-- ASSIGNMENT --
Copy the records exactly, every one of them.

-- Stored data entries --
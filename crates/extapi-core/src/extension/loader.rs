//! Discovery of extension modules on the extensions search path.
//!
//! A module is a manifest file (`widgets.toml`, `widgets.json`,
//! `widgets.yaml`) listing the extension classes it exports. The class
//! expected from `widgets.*` is `Widgets`; its constructor comes from the
//! [`ExtensionCatalog`].
use std::path::{Path, PathBuf};

use serde::Deserialize;
use tokio::fs;

use crate::config::ConfigFormat;
use crate::extension::catalog::ExtensionCatalog;
use crate::extension::error::ExtensionError;
use crate::extension::traits::ExtensionDescriptor;
use crate::kernel::constants;

/// Parsed content of a module manifest
#[derive(Debug, Clone, Default, PartialEq, Eq, Deserialize)]
pub struct ExtensionModule {
    /// Class names defined by the module
    #[serde(default)]
    pub exports: Vec<String>,
    #[serde(default)]
    pub description: Option<String>,
}

impl ExtensionModule {
    pub fn exports_class(&self, class: &str) -> bool {
        self.exports.iter().any(|name| name == class)
    }
}

/// A module file found on the search path
#[derive(Debug, Clone, PartialEq, Eq)]
pub struct ModuleFile {
    pub path: PathBuf,
    /// File name without its suffix
    pub module_name: String,
    pub format: ConfigFormat,
}

impl ModuleFile {
    /// Classify a directory entry; `None` when it is not an extension module
    pub fn from_path(path: &Path) -> Option<Self> {
        let module_name = path.file_stem()?.to_str()?;
        if module_name.is_empty() || module_name.starts_with('_') {
            return None;
        }
        let format = ConfigFormat::from_path(path)?;
        Some(Self {
            path: path.to_path_buf(),
            module_name: module_name.to_string(),
            format,
        })
    }

    /// The class this module is expected to export
    pub fn class_name(&self) -> String {
        expected_class_name(&self.module_name)
    }
}

/// `widgets` → `Widgets`
pub fn expected_class_name(module_name: &str) -> String {
    let mut chars = module_name.chars();
    match chars.next() {
        Some(first) => first.to_uppercase().chain(chars).collect(),
        None => String::new(),
    }
}

/// Split a `:`-delimited search path, dropping empty entries
pub fn split_search_path(path: &str) -> Vec<PathBuf> {
    path.split(constants::EXTENSIONS_PATH_SEPARATOR)
        .filter(|dir| !dir.is_empty())
        .map(PathBuf::from)
        .collect()
}

/// Turns module files into extension instances
pub struct ExtensionLoader<'a> {
    catalog: &'a ExtensionCatalog,
}

impl<'a> ExtensionLoader<'a> {
    pub fn new(catalog: &'a ExtensionCatalog) -> Self {
        Self { catalog }
    }

    /// Module files of every existing directory on `search_path`.
    ///
    /// Directories are visited in path order and entries of each directory in
    /// sorted file-name order, so every process loads the same sequence.
    pub async fn discover(&self, search_path: &str) -> Vec<ModuleFile> {
        let mut modules = Vec::new();
        for dir in split_search_path(search_path) {
            let exists = fs::try_exists(&dir).await.unwrap_or(false);
            if !exists {
                log::error!("Extension path '{}' doesn't exist!", dir.display());
                continue;
            }
            match self.scan_directory(&dir).await {
                Ok(mut found) => modules.append(&mut found),
                Err(e) => log::error!("Failed to scan extension path '{}': {}", dir.display(), e),
            }
        }
        modules
    }

    async fn scan_directory(&self, dir: &Path) -> Result<Vec<ModuleFile>, ExtensionError> {
        let io_err = |source: std::io::Error| ExtensionError::Io {
            path: dir.to_path_buf(),
            operation: "read_dir".to_string(),
            source,
        };
        let mut entries = fs::read_dir(dir).await.map_err(io_err)?;
        let mut paths = Vec::new();
        while let Some(entry) = entries.next_entry().await.map_err(io_err)? {
            paths.push(entry.path());
        }
        paths.sort_by(|a, b| a.file_name().cmp(&b.file_name()));

        let mut modules = Vec::new();
        for path in paths {
            log::debug!("Loading extension file: {}", path.display());
            let is_file = fs::metadata(&path).await.map(|m| m.is_file()).unwrap_or(false);
            if !is_file {
                continue;
            }
            if let Some(module) = ModuleFile::from_path(&path) {
                modules.push(module);
            }
        }
        Ok(modules)
    }

    /// Read and parse a module manifest
    pub async fn read_module(&self, module: &ModuleFile) -> Result<ExtensionModule, ExtensionError> {
        let content = fs::read_to_string(&module.path)
            .await
            .map_err(|source| ExtensionError::Io {
                path: module.path.clone(),
                operation: "read_module".to_string(),
                source,
            })?;
        module
            .format
            .deserialize(&content)
            .map_err(|message| ExtensionError::ModuleParse {
                path: module.path.clone(),
                message,
            })
    }

    /// Load `module` and instantiate the class it is expected to export
    pub async fn load(
        &self,
        module: &ModuleFile,
    ) -> Result<Box<dyn ExtensionDescriptor>, ExtensionError> {
        let manifest = self.read_module(module).await?;
        let class = module.class_name();
        if !manifest.exports_class(&class) {
            return Err(ExtensionError::ClassNotExported {
                class,
                path: module.path.clone(),
            });
        }
        self.catalog.instantiate(&class)
    }
}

-- WRITTEN SOLUTION --
filename crates/extapi-core/src/extension/loader.rs
//! Discovery of extension modules on the extensions search path.
//!
//! A module is a manifest file (`widgets.toml`, `widgets.json`,
//! `widgets.yaml`) listing the extension classes it exports. The class
//! expected from `widgets.*` is `Widgets`; its constructor comes from the
//! [`ExtensionCatalog`].
use std::path::{Path, PathBuf};

use serde::Deserialize;
use tokio::fs;

use crate::config::ConfigFormat;
use crate::extension::catalog::ExtensionCatalog;
use crate::extension::error::ExtensionError;
use crate::extension::traits::ExtensionDescriptor;
use crate::kernel::constants;

/// Parsed content of a module manifest
#[derive(Debug, Clone, Default, PartialEq, Eq, Deserialize)]
pub struct ExtensionModule {
    /// Class names defined by the module
    #[serde(default)]
    pub exports: Vec<String>,
    #[serde(default)]
    pub description: Option<String>,
}

impl ExtensionModule {
    pub fn exports_class(&self, class: &str) -> bool {
        self.exports.iter().any(|name| name == class)
    }
}

/// A module file found on the search path
#[derive(Debug, Clone, PartialEq, Eq)]
pub struct ModuleFile {
    pub path: PathBuf,
    /// File name without its suffix
    pub module_name: String,
    pub format: ConfigFormat,
}

impl ModuleFile {
    /// Classify a directory entry; `None` when it is not an extension module
    pub fn from_path(path: &Path) -> Option<Self> {
        let module_name = path.file_stem()?.to_str()?;
        if module_name.is_empty() || module_name.starts_with('_') {
            return None;
        }
        let format = ConfigFormat::from_path(path)?;
        Some(Self {
            path: path.to_path_buf(),
            module_name: module_name.to_string(),
            format,
        })
    }

    /// The class this module is expected to export
    pub fn class_name(&self) -> String {
        expected_class_name(&self.module_name)
    }
}

/// `widgets` → `Widgets`
pub fn expected_class_name(module_name: &str) -> String {
    let mut chars = module_name.chars();
    match chars.next() {
        Some(first) => first.to_uppercase().chain(chars).collect(),
        None => String::new(),
    }
}

/// Split a `:`-delimited search path, dropping empty entries
pub fn split_search_path(path: &str) -> Vec<PathBuf> {
    path.split(constants::EXTENSIONS_PATH_SEPARATOR)
        .filter(|dir| !dir.is_empty())
        .map(PathBuf::from)
        .collect()
}

/// Turns module files into extension instances
pub struct ExtensionLoader<'a> {
    catalog: &'a ExtensionCatalog,
}

impl<'a> ExtensionLoader<'a> {
    pub fn new(catalog: &'a ExtensionCatalog) -> Self {
        Self { catalog }
    }

    /// Module files of every existing directory on `search_path`.
    ///
    /// Directories are visited in path order and entries of each directory in
    /// sorted file-name order, so every process loads the same sequence.
    pub async fn discover(&self, search_path: &str) -> Vec<ModuleFile> {
        let mut modules = Vec::new();
        for dir in split_search_path(search_path) {
            let exists = fs::try_exists(&dir).await.unwrap_or(false);
            if !exists {
                log::error!("Extension path '{}' doesn't exist!", dir.display());
                continue;
            }
            match self.scan_directory(&dir).await {
                Ok(mut found) => modules.append(&mut found),
                Err(e) => log::error!("Failed to scan extension path '{}': {}", dir.display(), e),
            }
        }
        modules
    }

    async fn scan_directory(&self, dir: &Path) -> Result<Vec<ModuleFile>, ExtensionError> {
        let io_err = |source: std::io::Error| ExtensionError::Io {
            path: dir.to_path_buf(),
            operation: "read_dir".to_string(),
            source,
        };
        let mut entries = fs::read_dir(dir).await.map_err(io_err)?;
        let mut paths = Vec::new();
        while let Some(entry) = entries.next_entry().await.map_err(io_err)? {
            paths.push(entry.path());
        }
        paths.sort_by(|a, b| a.file_name().cmp(&b.file_name()));

        let mut modules = Vec::new();
        for path in paths {
            log::debug!("Loading extension file: {}", path.display());
            let is_file = fs::metadata(&path).await.map(|m| m.is_file()).unwrap_or(false);
            if !is_file {
                continue;
            }
            if let Some(module) = ModuleFile::from_path(&path) {
                modules.push(module);
            }
        }
        Ok(modules)
    }

    /// Read and parse a module manifest
    pub async fn read_module(&self, module: &ModuleFile) -> Result<ExtensionModule, ExtensionError> {
        let content = fs::read_to_string(&module.path)
            .await
            .map_err(|source| ExtensionError::Io {
                path: module.path.clone(),
                operation: "read_module".to_string(),
                source,
            })?;
        module
            .format
            .deserialize(&content)
            .map_err(|message| ExtensionError::ModuleParse {
                path: module.path.clone(),
                message,
            })
    }

    /// Load `module` and instantiate the class it is expected to export
    pub async fn load(
        &self,
        module: &ModuleFile,
    ) -> Result<Box<dyn ExtensionDescriptor>, ExtensionError> {
        let manifest = self.read_module(module).await?;
        let class = module.class_name();
        if !manifest.exports_class(&class) {
            return Err(ExtensionError::ClassNotExported {
                class,
                path: module.path.clone(),
            });
        }
        self.catalog.instantiate(&class)
    }
}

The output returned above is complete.